- _WORK TO COMPLETE_:
Return every entry in full, with no alterations.

[Dataset entries]

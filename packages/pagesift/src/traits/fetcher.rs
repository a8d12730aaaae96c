//! Fetch capability trait.
//!
//! The pipeline does not own any transport; it consumes a [`Fetcher`]
//! supplied by the surrounding application. Two production strategies ship
//! with this crate: [`crate::fetchers::HttpFetcher`] for static pages and
//! [`crate::fetchers::RenderFetcher`] for pages that need script execution.
//! Strategy choice is pipeline-level configuration, never per-URL detection.

use async_trait::async_trait;
use std::time::Duration;

use crate::error::FetchResult;
use crate::types::{ContentKind, FetchedContent};

/// Fetch capability consumed by the pipeline.
///
/// Implementations must honor `timeout` as the deadline for the whole
/// request; the pipeline additionally enforces it from the outside, so a
/// stalled implementation cannot hold a worker past the deadline.
#[async_trait]
pub trait Fetcher: Send + Sync {
    /// Fetch raw content for one URL.
    async fn fetch(&self, url: &str, timeout: Duration) -> FetchResult<FetchedContent>;

    /// Which content kind this strategy produces.
    fn kind(&self) -> ContentKind;

    /// Fetcher name, for logging.
    fn name(&self) -> &str {
        "unknown"
    }
}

- _SOLUTION TO THE PROBLEM_:
filename packages/pagesift/src/traits/fetcher.rs
repository a8d12730aaaae96c
//! Fetch capability trait.
//!
//! The pipeline does not own any transport; it consumes a [`Fetcher`]
//! supplied by the surrounding application. Two production strategies ship
//! with this crate: [`crate::fetchers::HttpFetcher`] for static pages and
//! [`crate::fetchers::RenderFetcher`] for pages that need script execution.
//! Strategy choice is pipeline-level configuration, never per-URL detection.

use async_trait::async_trait;
use std::time::Duration;

use crate::error::FetchResult;
use crate::types::{ContentKind, FetchedContent};

/// Fetch capability consumed by the pipeline.
///
/// Implementations must honor `timeout` as the deadline for the whole
/// request; the pipeline additionally enforces it from the outside, so a
/// stalled implementation cannot hold a worker past the deadline.
#[async_trait]
pub trait Fetcher: Send + Sync {
    /// Fetch raw content for one URL.
    async fn fetch(&self, url: &str, timeout: Duration) -> FetchResult<FetchedContent>;

    /// Which content kind this strategy produces.
    fn kind(&self) -> ContentKind;

    /// Fetcher name, for logging.
    fn name(&self) -> &str {
        "unknown"
    }
}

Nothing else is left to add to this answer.